“Bentuk komitmen itu nantinya akan dituangkan dalam Perjanjian Jual Beli Tenaga Listrik sebagai salah satu klausal ketepatan waktu pelayanan. Dengan begitu,  para pemilik smelter bisa fokus pada bisnis inti perusahaan, sementara kami akan menyelesaikan kebutuhan listrik sesuai jadwal yang disepakati bersama,” imbuh Adi.

 

Ia pun memaparkan, saat ini pasokan daya pada sistem kelistrikan di Sulawesi surplus sebesar 616,04 Mega Watt (MW), dengan daya mampu pembangkit sebesar 3.208,75 MW (Data per 31 Mei 2022). Berdasarkan Rencana Umum Penyediaan Tenaga Listrik (RUPTL) 2021-2030 dalam 10 tahun ke depan akan dibangun pembangkit baru sebesar 7.381 MW lengkap dengan transmisi dan gardu induknya.

 

Lebih Lanjut, di samping itu, PLN juga siap melengkapi kebutuhan sektor industri, khususnya industri smelter, dengan memberikan produk dan layanan yang inovatif dan ramah lingkungan seperti sertifikat EBT atau Renewable Energy Certificate (REC).
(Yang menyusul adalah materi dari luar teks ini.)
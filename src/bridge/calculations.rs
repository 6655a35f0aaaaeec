//! Pure calculation functions for dimensions and size statistics.
//!
//! All functions here are pure and testable without any I/O or images.

use super::contract::Dimensions;
use super::params::ResizePolicy;

/// Share of the original file size reported as the PDF size estimate.
pub const PDF_ESTIMATE_FACTOR: f64 = 0.95;

/// Calculate the output dimensions for a resize policy.
///
/// Returns `None` when the source already fits (no upscaling) or the policy
/// keeps the source dimensions.
///
/// # Examples
/// ```
/// # use pixo::bridge::{Dimensions, ResizePolicy, resize_target};
/// let source = Dimensions { width: 4000, height: 2000 };
/// assert_eq!(
///     resize_target(source, ResizePolicy::Fit { max: 1000.0 }),
///     Some(Dimensions { width: 1000, height: 500 })
/// );
/// assert_eq!(
///     resize_target(source, ResizePolicy::Exact { max: 1000.0 }),
///     Some(Dimensions { width: 1000, height: 1000 })
/// );
/// ```
pub fn resize_target(source: Dimensions, policy: ResizePolicy) -> Option<Dimensions> {
    let (max, exact) = match policy {
        ResizePolicy::Keep => return None,
        ResizePolicy::Fit { max } => (max, false),
        ResizePolicy::Exact { max } => (max, true),
    };

    let width = source.width as f64;
    let height = source.height as f64;
    if width <= max && height <= max {
        return None;
    }

    let (target_w, target_h) = if exact {
        (max, max)
    } else {
        let scale = (max / width).min(max / height);
        (width * scale, height * scale)
    };

    Some(Dimensions {
        width: to_pixels(target_w),
        height: to_pixels(target_h),
    })
}

/// Round to whole pixels, never below one.
fn to_pixels(value: f64) -> u32 {
    value.round().clamp(1.0, u32::MAX as f64) as u32
}

/// `converted / original`, or exactly `1.0` when the original is empty.
pub fn compression_ratio(original_size: u64, converted_size: u64) -> f64 {
    if original_size == 0 {
        1.0
    } else {
        converted_size as f64 / original_size as f64
    }
}

/// Heuristic PDF size: 95% of the source file, rounded.
pub fn pdf_size_estimate(original_size: u64) -> u64 {
    (original_size as f64 * PDF_ESTIMATE_FACTOR).round() as u64
}

/// Size change in percent, `0.0` when the original is empty.
pub fn delta_percent(original_size: u64, converted_size: u64) -> f64 {
    if original_size == 0 {
        return 0.0;
    }
    (converted_size as f64 - original_size as f64) / original_size as f64 * 100.0
}
//! Source path resolution and output path allocation.
//!
//! Output files are write-once: every allocation gets a fresh v4 UUID, so two
//! calls never share a path and nothing is ever overwritten.
//!
//! ```text
//! {root}/pixo-output/pixo-3f0c…e1.webp
//! ```

use chrono::{DateTime, SecondsFormat, Utc};
use std::fs;
use std::io;
use std::path::{Path, PathBuf};
use uuid::Uuid;

/// Directory created under the output root.
pub const OUTPUT_DIR_NAME: &str = "pixo-output";

const FILE_SCHEME: &str = "file://";

/// Strip a `file://` prefix. Returns `None` for an empty path.
pub fn normalize_source(input: &str) -> Option<PathBuf> {
    let value = input.strip_prefix(FILE_SCHEME).unwrap_or(input);
    if value.is_empty() {
        None
    } else {
        Some(PathBuf::from(value))
    }
}

/// Normalize and require an existing file.
pub fn existing_source(input: &str) -> Option<PathBuf> {
    normalize_source(input).filter(|path| path.is_file())
}

/// Process-owned output location. The directory is created lazily, on the
/// first allocation.
#[derive(Debug, Clone, PartialEq, Eq)]
pub struct OutputDir {
    root: PathBuf,
}

impl OutputDir {
    pub fn new(root: impl Into<PathBuf>) -> Self {
        Self { root: root.into() }
    }

    /// Rooted in the system temporary directory.
    pub fn system_temp() -> Self {
        Self::new(std::env::temp_dir())
    }

    pub fn dir(&self) -> PathBuf {
        self.root.join(OUTPUT_DIR_NAME)
    }

    /// Create the directory tree (tolerating a concurrent creator) and
    /// return a fresh absolute path with the given extension.
    pub fn allocate(&self, extension: &str) -> io::Result<PathBuf> {
        let dir = self.dir();
        // create_dir_all already treats an existing directory as success,
        // including one created by a racing call.
        fs::create_dir_all(&dir)?;

        let name = format!(
            "pixo-{}.{}",
            Uuid::new_v4(),
            extension.to_ascii_lowercase()
        );
        std::path::absolute(dir.join(name))
    }
}

impl Default for OutputDir {
    fn default() -> Self {
        Self::system_temp()
    }
}

/// File size on disk, `0` when it cannot be read.
pub fn file_size(path: &Path) -> u64 {
    fs::metadata(path).map(|m| m.len()).unwrap_or(0)
}

/// Filesystem creation time as ISO-8601, falling back to now.
pub fn creation_date(path: &Path) -> String {
    let created = fs::metadata(path)
        .and_then(|m| m.created())
        .map(DateTime::<Utc>::from)
        .unwrap_or_else(|_| Utc::now());
    created.to_rfc3339_opts(SecondsFormat::Secs, true)
}

/// Remove a file that must not be mistaken for a conversion output.
pub(crate) fn discard(path: &Path) {
    match fs::remove_file(path) {
        Err(e) if e.kind() != io::ErrorKind::NotFound => {
            tracing::warn!(path = %path.display(), error = %e, "could not remove partial output");
        }
        _ => {}
    }
}
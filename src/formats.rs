//! Format catalog.
//!
//! Finite enumerations of what can be read and what can be written, plus the
//! descriptors the surrounding application shows next to each format.
//!
//! | Format | Input | Output | Lossy | Alpha |
//! |---|---|---|---|---|
//! | PNG  | ✓ | ✓ |   | ✓ |
//! | JPEG | ✓ | ✓ | ✓ |   |
//! | WebP | ✓ | ✓ | ✓ | ✓ |
//! | HEIC | ✓ | ✓ | ✓ |   |
//! | BMP  | ✓ | ✓ |   |   |
//! | GIF  | ✓ |   |   |   |
//! | TIFF | ✓ |   |   |   |
//! | PDF  |   | ✓ |   |   |
//!
//! Token parsing is case-insensitive and accepts the usual aliases
//! (`jpeg`, `heif`, `tif`). Unknown tokens parse to `None`.

use std::fmt;
use std::path::Path;

/// Raster formats with an encoder behind them.
#[derive(Debug, Clone, Copy, PartialEq, Eq, Hash)]
pub enum RasterFormat {
    Png,
    Jpeg,
    WebP,
    Heic,
    Bmp,
}

/// Any format the bridge can write.
#[derive(Debug, Clone, Copy, PartialEq, Eq, Hash)]
pub enum TargetFormat {
    Raster(RasterFormat),
    Pdf,
}

impl TargetFormat {
    pub const ALL: [TargetFormat; 6] = [
        TargetFormat::Raster(RasterFormat::Png),
        TargetFormat::Raster(RasterFormat::Jpeg),
        TargetFormat::Raster(RasterFormat::WebP),
        TargetFormat::Raster(RasterFormat::Heic),
        TargetFormat::Raster(RasterFormat::Bmp),
        TargetFormat::Pdf,
    ];

    /// Parse a case-insensitive format token.
    pub fn parse(token: &str) -> Option<Self> {
        let format = match token.trim().to_ascii_lowercase().as_str() {
            "png" => Self::Raster(RasterFormat::Png),
            "jpg" | "jpeg" => Self::Raster(RasterFormat::Jpeg),
            "webp" => Self::Raster(RasterFormat::WebP),
            "heic" | "heif" => Self::Raster(RasterFormat::Heic),
            "bmp" => Self::Raster(RasterFormat::Bmp),
            "pdf" => Self::Pdf,
            _ => return None,
        };
        Some(format)
    }

    pub fn id(self) -> &'static str {
        self.meta().id
    }

    pub fn meta(self) -> &'static FormatMeta {
        match self {
            Self::Raster(RasterFormat::Png) => &PNG,
            Self::Raster(RasterFormat::Jpeg) => &JPG,
            Self::Raster(RasterFormat::WebP) => &WEBP,
            Self::Raster(RasterFormat::Heic) => &HEIC,
            Self::Raster(RasterFormat::Bmp) => &BMP,
            Self::Pdf => &PDF,
        }
    }
}

impl fmt::Display for TargetFormat {
    fn fmt(&self, f: &mut fmt::Formatter<'_>) -> fmt::Result {
        f.write_str(self.id())
    }
}

/// Formats accepted as conversion sources.
#[derive(Debug, Clone, Copy, PartialEq, Eq, Hash)]
pub enum InputFormat {
    Png,
    Jpg,
    WebP,
    Heic,
    Bmp,
    Gif,
    Tiff,
}

impl InputFormat {
    pub const ALL: [InputFormat; 7] = [
        InputFormat::Png,
        InputFormat::Jpg,
        InputFormat::WebP,
        InputFormat::Heic,
        InputFormat::Bmp,
        InputFormat::Gif,
        InputFormat::Tiff,
    ];

    pub fn parse(token: &str) -> Option<Self> {
        let format = match token.trim().to_ascii_lowercase().as_str() {
            "png" => Self::Png,
            "jpg" | "jpeg" => Self::Jpg,
            "webp" => Self::WebP,
            "heic" | "heif" => Self::Heic,
            "bmp" => Self::Bmp,
            "gif" => Self::Gif,
            "tif" | "tiff" => Self::Tiff,
            _ => return None,
        };
        Some(format)
    }

    pub fn id(self) -> &'static str {
        self.meta().id
    }

    pub fn meta(self) -> &'static FormatMeta {
        match self {
            Self::Png => &PNG,
            Self::Jpg => &JPG,
            Self::WebP => &WEBP,
            Self::Heic => &HEIC,
            Self::Bmp => &BMP,
            Self::Gif => &GIF,
            Self::Tiff => &TIFF,
        }
    }

    /// Output formats offered for this input: every output except itself.
    pub fn conversion_targets(self) -> Vec<TargetFormat> {
        TargetFormat::ALL
            .into_iter()
            .filter(|target| target.id() != self.id())
            .collect()
    }
}

impl fmt::Display for InputFormat {
    fn fmt(&self, f: &mut fmt::Formatter<'_>) -> fmt::Result {
        f.write_str(self.id())
    }
}

/// Descriptor of a format.
#[derive(Debug, PartialEq, Eq)]
pub struct FormatMeta {
    pub id: &'static str,
    pub label: &'static str,
    pub extension: &'static str,
    pub mime_type: &'static str,
    pub description: &'static str,
    pub lossy: bool,
    pub alpha: bool,
    pub is_input: bool,
    pub is_output: bool,
}

const PNG: FormatMeta = FormatMeta {
    id: "png",
    label: "PNG",
    extension: ".png",
    mime_type: "image/png",
    description: "Lossless • Alpha",
    lossy: false,
    alpha: true,
    is_input: true,
    is_output: true,
};

const JPG: FormatMeta = FormatMeta {
    id: "jpg",
    label: "JPEG",
    extension: ".jpg",
    mime_type: "image/jpeg",
    description: "Universal • Lossy",
    lossy: true,
    alpha: false,
    is_input: true,
    is_output: true,
};

const WEBP: FormatMeta = FormatMeta {
    id: "webp",
    label: "WebP",
    extension: ".webp",
    mime_type: "image/webp",
    description: "Modern • Web",
    lossy: true,
    alpha: true,
    is_input: true,
    is_output: true,
};

const HEIC: FormatMeta = FormatMeta {
    id: "heic",
    label: "HEIC",
    extension: ".heic",
    mime_type: "image/heic",
    description: "Apple • Efficient",
    lossy: true,
    alpha: false,
    is_input: true,
    is_output: true,
};

const BMP: FormatMeta = FormatMeta {
    id: "bmp",
    label: "BMP",
    extension: ".bmp",
    mime_type: "image/bmp",
    description: "Legacy • Uncompressed",
    lossy: false,
    alpha: false,
    is_input: true,
    is_output: true,
};

const GIF: FormatMeta = FormatMeta {
    id: "gif",
    label: "GIF",
    extension: ".gif",
    mime_type: "image/gif",
    description: "Static frame only",
    lossy: false,
    alpha: false,
    is_input: true,
    is_output: false,
};

const TIFF: FormatMeta = FormatMeta {
    id: "tiff",
    label: "TIFF",
    extension: ".tiff",
    mime_type: "image/tiff",
    description: "Professional • Lossless",
    lossy: false,
    alpha: false,
    is_input: true,
    is_output: false,
};

const PDF: FormatMeta = FormatMeta {
    id: "pdf",
    label: "PDF",
    extension: ".pdf",
    mime_type: "application/pdf",
    description: "Document format",
    lossy: false,
    alpha: false,
    is_input: false,
    is_output: true,
};

/// Lower-cased extension of a path, empty when there is none.
pub fn extension_of(path: &Path) -> String {
    path.extension()
        .and_then(|e| e.to_str())
        .map(|e| e.to_ascii_lowercase())
        .unwrap_or_default()
}

/// Guess the input format from a file name, defaulting to JPEG.
pub fn detect_format_from_path(path: &Path) -> InputFormat {
    InputFormat::parse(&extension_of(path)).unwrap_or(InputFormat::Jpg)
}

/// Whether a path carries an extension the bridge accepts as input.
pub fn is_supported_input(path: &Path) -> bool {
    InputFormat::parse(&extension_of(path)).is_some()
}

/// Human-readable byte size (`0 B`, `512 B`, `1.5 KB`, `12 MB`).
pub fn readable_size(size: u64) -> String {
    const UNITS: [&str; 4] = ["B", "KB", "MB", "GB"];
    if size == 0 {
        return "0 B".to_string();
    }

    let mut index = 0;
    let mut value = size as f64;
    while value >= 1024.0 && index < UNITS.len() - 1 {
        value /= 1024.0;
        index += 1;
    }

    if value >= 10.0 || index == 0 {
        format!("{:.0} {}", value, UNITS[index])
    } else {
        format!("{:.1} {}", value, UNITS[index])
    }
}
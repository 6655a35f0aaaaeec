//! Conversion presets.
//!
//! A preset is a named target format plus a full set of conversion options.
//! Four system presets ship built in; user presets come from `pixo.toml`
//! (`[[presets]]`) and are listed after them.

use crate::bridge::ConversionOptions;
use serde::{Deserialize, Serialize};

#[derive(Debug, Clone, PartialEq, Serialize, Deserialize)]
#[serde(deny_unknown_fields)]
pub struct Preset {
    pub id: String,
    pub name: String,
    /// Input format this preset is meant for, if any.
    #[serde(default, skip_serializing_if = "Option::is_none")]
    pub from: Option<String>,
    /// Target format token.
    pub to: String,
    #[serde(default)]
    pub options: ConversionOptions,
    /// Built in, not user defined.
    #[serde(skip)]
    pub system: bool,
}

fn system(
    id: &str,
    name: &str,
    from: Option<&str>,
    to: &str,
    options: ConversionOptions,
) -> Preset {
    Preset {
        id: id.to_string(),
        name: name.to_string(),
        from: from.map(str::to_string),
        to: to.to_string(),
        options,
        system: true,
    }
}

/// The presets every installation has.
pub fn builtin_presets() -> Vec<Preset> {
    vec![
        system(
            "heic-to-jpg",
            "HEIC to JPG",
            Some("heic"),
            "jpg",
            ConversionOptions {
                progressive: true,
                ..ConversionOptions::with_quality(85.0)
            },
        ),
        system(
            "png-to-webp",
            "PNG to WebP",
            Some("png"),
            "webp",
            ConversionOptions {
                preserve_metadata: false,
                ..ConversionOptions::with_quality(82.0)
            },
        ),
        system(
            "social-jpg",
            "Social JPG",
            None,
            "jpg",
            ConversionOptions {
                preserve_metadata: false,
                progressive: true,
                max_dimension: Some(2048.0),
                ..ConversionOptions::with_quality(80.0)
            },
        ),
        system(
            "print-png",
            "Print PNG",
            None,
            "png",
            ConversionOptions {
                compression_level: Some(4),
                ..ConversionOptions::with_quality(100.0)
            },
        ),
    ]
}

/// Built-in presets followed by the user's.
pub fn all_presets(user: &[Preset]) -> Vec<Preset> {
    let mut presets = builtin_presets();
    presets.extend(user.iter().cloned());
    presets
}

pub fn find_preset<'a>(presets: &'a [Preset], id: &str) -> Option<&'a Preset> {
    presets.iter().find(|preset| preset.id == id)
}

#[cfg(test)]
mod tests {
    use super::*;
    use crate::formats::TargetFormat;

    #[test]
    fn builtins_target_valid_formats() {
        for preset in builtin_presets() {
            assert!(preset.system);
            assert!(TargetFormat::parse(&preset.to).is_some(), "{}", preset.id);
        }
    }

    #[test]
    fn social_preset_bounds_size() {
        let presets = builtin_presets();
        let social = find_preset(&presets, "social-jpg").unwrap();
        let plan = social.options.normalize();
        assert_eq!(plan.quality.value(), 0.8);
        assert!(!plan.preserve_metadata);
        assert!(plan.progressive);
        assert_eq!(
            plan.resize,
            crate::bridge::ResizePolicy::Fit { max: 2048.0 }
        );
    }

    #[test]
    fn heic_preset_keeps_metadata() {
        let presets = builtin_presets();
        let heic = find_preset(&presets, "heic-to-jpg").unwrap();
        assert_eq!(heic.from.as_deref(), Some("heic"));
        assert!(heic.options.preserve_metadata);
        assert_eq!(heic.options.normalize().quality.value(), 0.85);
    }

    #[test]
    fn user_presets_follow_builtins() {
        let user: Preset = toml::from_str(
            r#"
id = "thumbs"
name = "Thumbnails"
to = "webp"

[options]
quality = 60
maxDimension = 256
"#,
        )
        .unwrap();
        assert!(!user.system);

        let presets = all_presets(std::slice::from_ref(&user));
        assert_eq!(presets.len(), 5);
        assert_eq!(presets.last().unwrap().id, "thumbs");
        assert_eq!(
            find_preset(&presets, "thumbs").unwrap().options.max_dimension,
            Some(256.0)
        );
        assert!(find_preset(&presets, "missing").is_none());
    }

    #[test]
    fn unknown_option_keys_are_rejected() {
        let result: Result<Preset, _> = toml::from_str(
            r#"
id = "x"
name = "X"
to = "png"

[options]
qualty = 60
"#,
        );
        assert!(result.is_err());
    }
}
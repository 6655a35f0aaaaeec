//! Configuration module.
//!
//! Handles loading, validating, and merging `pixo.toml`. Stock defaults form
//! the base layer; the user file only overrides what it names.
//!
//! ## Configuration Options
//!
//! ```toml
//! # All options are optional - defaults shown below
//!
//! # output_root = "/var/tmp"  # Root for pixo-output/ (default: system temp dir)
//! bridge = "auto"             # auto | native | copy
//!
//! [defaults]
//! format = "jpg"              # Target format when none is given
//! quality = 85                # 1-100 (fractions in (0, 1] also accepted)
//! preserve_metadata = true
//!
//! [[presets]]
//! id = "thumbs"
//! name = "Thumbnails"
//! from = "png"                # optional
//! to = "webp"
//!
//! [presets.options]           # ConversionOptions field names
//! quality = 60
//! maxDimension = 256
//! ```
//!
//! Unknown keys are rejected to catch typos early.

use crate::bridge::{BridgeChoice, ConversionOptions, OutputDir};
use crate::formats::TargetFormat;
use crate::presets::{Preset, builtin_presets};
use serde::{Deserialize, Serialize};
use std::collections::HashSet;
use std::fs;
use std::path::{Path, PathBuf};
use thiserror::Error;

/// File name looked up in the working directory.
pub const CONFIG_FILE_NAME: &str = "pixo.toml";

#[derive(Error, Debug)]
pub enum ConfigError {
    #[error("IO error: {0}")]
    Io(#[from] std::io::Error),
    #[error("TOML parse error: {0}")]
    Toml(#[from] toml::de::Error),
    #[error("Config validation error: {0}")]
    Validation(String),
}

/// Configuration loaded from `pixo.toml`.
#[derive(Debug, Clone, Default, Serialize, Deserialize)]
#[serde(default, deny_unknown_fields)]
pub struct PixoConfig {
    /// Root under which `pixo-output/` is created. `None` = system temp dir.
    #[serde(skip_serializing_if = "Option::is_none")]
    pub output_root: Option<PathBuf>,
    /// Bridge implementation to compose.
    pub bridge: BridgeChoice,
    /// Application default settings.
    pub defaults: DefaultsConfig,
    /// User presets, listed after the built-in ones.
    pub presets: Vec<Preset>,
}

#[derive(Debug, Clone, Serialize, Deserialize)]
#[serde(default, deny_unknown_fields)]
pub struct DefaultsConfig {
    pub format: String,
    pub quality: f64,
    pub preserve_metadata: bool,
}

impl Default for DefaultsConfig {
    fn default() -> Self {
        Self {
            format: "jpg".to_string(),
            quality: 85.0,
            preserve_metadata: true,
        }
    }
}

impl DefaultsConfig {
    /// Conversion options implied by the defaults.
    pub fn options(&self) -> ConversionOptions {
        ConversionOptions {
            preserve_metadata: self.preserve_metadata,
            ..ConversionOptions::with_quality(self.quality)
        }
    }
}

impl PixoConfig {
    /// Validate config values are within acceptable ranges.
    pub fn validate(&self) -> Result<(), ConfigError> {
        if TargetFormat::parse(&self.defaults.format).is_none() {
            return Err(ConfigError::Validation(format!(
                "defaults.format '{}' is not a supported output format",
                self.defaults.format
            )));
        }
        let quality = self.defaults.quality;
        if quality.is_nan() || quality <= 0.0 || quality > 100.0 {
            return Err(ConfigError::Validation(
                "defaults.quality must be in (0, 100]".into(),
            ));
        }

        let mut seen: HashSet<String> = builtin_presets().into_iter().map(|p| p.id).collect();
        for preset in &self.presets {
            if !seen.insert(preset.id.clone()) {
                return Err(ConfigError::Validation(format!(
                    "preset id '{}' is already defined",
                    preset.id
                )));
            }
            if TargetFormat::parse(&preset.to).is_none() {
                return Err(ConfigError::Validation(format!(
                    "preset '{}': '{}' is not a supported output format",
                    preset.id, preset.to
                )));
            }
            if preset.options.max_dimension.is_some_and(|max| !max.is_finite() || max <= 0.0) {
                return Err(ConfigError::Validation(format!(
                    "preset '{}': maxDimension must be > 0",
                    preset.id
                )));
            }
            if preset.options.compression_level.is_some_and(|level| level > 9) {
                return Err(ConfigError::Validation(format!(
                    "preset '{}': compressionLevel must be 0-9",
                    preset.id
                )));
            }
        }
        Ok(())
    }

    pub fn output_dir(&self) -> OutputDir {
        match &self.output_root {
            Some(root) => OutputDir::new(root),
            None => OutputDir::system_temp(),
        }
    }
}

// =============================================================================
// Config loading, merging, and validation
// =============================================================================

/// Returns the stock default config as a `toml::Value::Table`.
pub fn stock_defaults_value() -> toml::Value {
    toml::Value::try_from(PixoConfig::default()).expect("default config must serialize")
}

/// Recursively merge `overlay` on top of `base`.
///
/// - Tables are merged key-by-key (overlay keys override base keys).
/// - Non-table values in overlay, arrays included, replace base values.
/// - Keys in base that are not in overlay are preserved.
pub fn merge_toml(base: toml::Value, overlay: toml::Value) -> toml::Value {
    match (base, overlay) {
        (toml::Value::Table(mut base_table), toml::Value::Table(overlay_table)) => {
            for (key, overlay_val) in overlay_table {
                let merged = match base_table.remove(&key) {
                    Some(base_val) => merge_toml(base_val, overlay_val),
                    None => overlay_val,
                };
                base_table.insert(key, merged);
            }
            toml::Value::Table(base_table)
        }
        (_, overlay) => overlay,
    }
}

/// Load a config file as a raw TOML value. `Ok(None)` if it does not exist.
pub fn load_raw_config(path: &Path) -> Result<Option<toml::Value>, ConfigError> {
    if !path.exists() {
        return Ok(None);
    }
    let content = fs::read_to_string(path)?;
    let value: toml::Value = toml::from_str(&content)?;
    Ok(Some(value))
}

/// Merge an optional overlay onto a base value, then deserialize and validate.
pub fn resolve_config(
    base: toml::Value,
    overlay: Option<toml::Value>,
) -> Result<PixoConfig, ConfigError> {
    let merged = match overlay {
        Some(ov) => merge_toml(base, ov),
        None => base,
    };
    let config: PixoConfig = merged.try_into()?;
    config.validate()?;
    Ok(config)
}

/// Load `pixo.toml` from the given directory, falling back to stock defaults.
pub fn load_config(dir: &Path) -> Result<PixoConfig, ConfigError> {
    load_config_file(&dir.join(CONFIG_FILE_NAME), false)
}

/// Load a specific config file. With `required`, a missing file is an error.
pub fn load_config_file(path: &Path, required: bool) -> Result<PixoConfig, ConfigError> {
    let overlay = load_raw_config(path)?;
    if required && overlay.is_none() {
        return Err(ConfigError::Io(std::io::Error::new(
            std::io::ErrorKind::NotFound,
            format!("config file not found: {}", path.display()),
        )));
    }
    resolve_config(stock_defaults_value(), overlay)
}

/// Returns a fully-commented stock `pixo.toml`.
///
/// Used by the `gen-config` CLI command.
pub fn stock_config_toml() -> &'static str {
    r##"# Pixo Configuration
# ==================
# All settings are optional. Remove or comment out any you don't need.
# Values shown below are the defaults. Unknown keys will cause an error.

# Root directory for converted files; they land in <output_root>/pixo-output/.
# Omit to use the system temporary directory.
# output_root = "/var/tmp"

# Conversion bridge:
#   auto   - native codecs when they work, plain copy otherwise
#   native - always transcode
#   copy   - never transcode, copy the source bytes
bridge = "auto"

# ---------------------------------------------------------------------------
# Default settings
# ---------------------------------------------------------------------------
[defaults]
# Target format used when a command does not name one.
# One of: png, jpg, webp, heic, bmp, pdf
format = "jpg"

# Lossy quality, 1-100. Fractions in (0, 1] are accepted too.
quality = 85

# Copy EXIF and color profile into converted files.
preserve_metadata = true

# ---------------------------------------------------------------------------
# User presets (listed after the built-in ones)
# ---------------------------------------------------------------------------
# [[presets]]
# id = "thumbs"
# name = "Thumbnails"
# from = "png"            # optional
# to = "webp"
#
# [presets.options]       # quality, preserveMetadata, progressive,
# quality = 60            # stripColorProfile, maxDimension,
# maxDimension = 256      # maintainAspectRatio, compressionLevel, webpLossless
"##
}
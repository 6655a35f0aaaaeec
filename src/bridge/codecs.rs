//! Decoders, the resize step, and one encoder per raster format.
//!
//! ## Crate mapping
//!
//! | Operation | Crate / function |
//! |---|---|
//! | Decode (PNG, JPEG, WebP, BMP, GIF, TIFF) | `image` crate, format sniffed from content |
//! | Decode (HEIC/HEIF) | `libheif-rs` (`heic` feature) |
//! | Properties (ICC, EXIF, alpha) | `image::ImageDecoder` accessors, before pixel decode |
//! | Resize | `DynamicImage::resize_exact` with `Lanczos3` |
//! | Encode → PNG, BMP | `image::codecs::{png, bmp}` |
//! | Encode → JPEG | `jpeg-encoder` (quality, progressive, APP1 EXIF, ICC) |
//! | Encode → WebP | `webp` (libwebp, lossy at quality or lossless) |
//! | Encode → HEIC | `libheif-rs` (`heic` feature) |
//!
//! Every encoder writes into memory. The bridge persists the buffer only
//! after encoding succeeded, and the size estimate just measures it.

use super::contract::Dimensions;
use super::params::ResizePolicy;
use super::properties::{ColorProfile, EXIF_MARKER, OutputProperties, SourceProperties, exif_payload};
use crate::formats::RasterFormat;
use image::codecs::bmp::BmpEncoder;
use image::codecs::png::{self, PngEncoder};
use image::imageops::FilterType;
use image::{DynamicImage, ImageDecoder, ImageEncoder, ImageReader};
use std::borrow::Cow;
use std::io::Read;
use std::path::Path;
use thiserror::Error;
use tracing::{debug, warn};

#[derive(Error, Debug)]
pub enum CodecError {
    #[error("IO error: {0}")]
    Io(#[from] std::io::Error),
    #[error("{0}")]
    Image(#[from] image::ImageError),
    #[error("{0}")]
    Unsupported(String),
    #[error("{0}")]
    Encode(String),
}

/// A decoded source and the properties read before decoding its pixels.
pub struct DecodedImage {
    pub image: DynamicImage,
    pub properties: SourceProperties,
}

// ============================================================================
// Decode
// ============================================================================

/// Brands of the ISO-BMFF `ftyp` box that mark an HEIF still image.
const HEIF_BRANDS: &[&[u8; 4]] = &[
    b"heic", b"heix", b"hevc", b"hevx", b"heim", b"heis", b"mif1", b"msf1",
];

/// Content sniff for HEIC/HEIF, independent of the file extension.
pub fn is_heif(path: &Path) -> bool {
    let mut header = [0u8; 12];
    let read = std::fs::File::open(path).and_then(|mut f| f.read_exact(&mut header));
    read.is_ok() && &header[4..8] == b"ftyp" && HEIF_BRANDS.iter().any(|b| &header[8..12] == *b)
}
Terlebih saat ini penyumbang kapasitas listrik terbesar di sistem Sulawesi adalah pembangkit listrik tenaga air (PLTA) dengan kapasitas sebesar 515 MW.

 

“Dengan kondisi tersebut kami siap melayani kebutuhan listrik bagi para investor yang ingin berinvestasi di Regional Sulmapana,” tegas dia.

 

Saat ini, di regional Sulmapana sudah ada 4 pabrik smelter memanfaatkan listrik dari PLN dengan total daya sebesar 260 MVA. Sementara di regional lain, Jawa-Madura-Bali (Jamali) telah beroperasi 11 smelter dengan dukungan listrik PLN untuk total daya mencapai 153.59 MVA.

 

Sementara untuk pelanggan smelter yang sudah menandatangani Surat Perjanjian Jual Beli Tenaga Listrik (SPJBTL) dengan PLN dan dalam proses konstruksi di Jamali saat ini ada 3 perusahaan untuk total daya sebesar 215 MVA. Selain itu, di Sumatra-Kalimantan juga sudah ada pelanggan smelter sebesar 30 MVA yang akan beroperasi dalam waktu dekat.